Defending Taiwan from the attack China threatens to unleash in the event of an independence declaration is ''a bridge too far'' for the United States, said Ted Galen Carpenter, vice president for defence and foreign policy studies at the Cato Institute, a libertarian Washington think tank.
Rather than promising to defend Taiwan, Carpenter said, Washington should step up arms shipments to help the old US friend defend itself.
His book, ''America's Coming War with China : A Collision Course over Taiwan,'' says the United States stands between two inexorably opposed forces an unfinished Chinese civil war.
''There may not be a way to avoid a collision between Taiwan and China, unless one side or another blinks,'' Carpenter told Reuters in an interview. ''What the United States needs to do is to get out of the middle of that quarrel.'' A war between the United States and China could erupt by about 2013, the estimated date China would be militarily capable of seizing Taiwan, Carpenter says in the book. An attack on Taiwan could draw in the United States because it has given defence assurances to the island.
''At some point either Taiwan provokes Beijing beyond endurance or Beijing decides the time is right to settle this issue on Chinese terms,'' Carpenter, a frequent author on military issues, said in the interview.
''Given the trends on Taiwan and the mainland, I think a collision is very likely at some point within the next decade,'' he said.
Chinese President Hu Jintao will visit the United States next week and is expected to press President George W Bush to do more to rein in Taiwan, which has angered Beijing by taking symbolic steps to play down the island's ties to the mainland.
''President Hu is likely to be disappointed if he expects a forceful statement from the United States,'' said Carpenter.
Taiwan has been divided from China since 1949, when fleeing Nationalist forces turned the island into a stronghold against the mainland's new Communist rulers.
China says it will use military force if Taiwan declares independence. The United States accepts Beijing's ''one China'' policy, but provides arms to help defend Taiwan.

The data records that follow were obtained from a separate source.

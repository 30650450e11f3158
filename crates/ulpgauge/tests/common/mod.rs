//! Shared helpers for the engine integration tests.

use ulpgauge::driver::{run, Routine};
use ulpgauge::policy::Tolerance;
use ulpgauge::table::{Shape, Table, TestVector};
use ulpgauge::verdict::Verdict;

/// A binary64 value from its exact bit pattern.
pub fn d(bits: u64) -> f64 {
    f64::from_bits(bits)
}

/// A binary32 value from its exact bit pattern.
pub fn s(bits: u32) -> f32 {
    f32::from_bits(bits)
}

/// The representable neighbor one ULP above `x`.
pub fn one_ulp_up(x: f64) -> f64 {
    f64::from_bits(x.to_bits() + 1)
}

/// Build a unary binary64 table and run `routine` over it.
pub fn run_unary(
    function: &str,
    vectors: &[(f64, f64)],
    routine: fn(f64) -> f64,
    tolerance: &Tolerance,
) -> Verdict {
    let rows = vectors
        .iter()
        .map(|&(input, expected)| TestVector::unary(input, expected))
        .collect();
    let table = Table::new(function, Shape::Unary, rows).unwrap();
    run(&table, &Routine::Unary(routine), tolerance).unwrap()
}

Carpenter's book argues that US policy sends mixed signals by courting China for business opportunities and diplomatic support while offering protection to Taiwan, a democracy with many friends in the US Congress.
Withdrawing the US defence commitment ''will be a very hard sell politically,'' Carpenter acknowledges. But he says more robust arms sales to Taiwan might provide cover for Washington to back away from a pledge of direct involvement.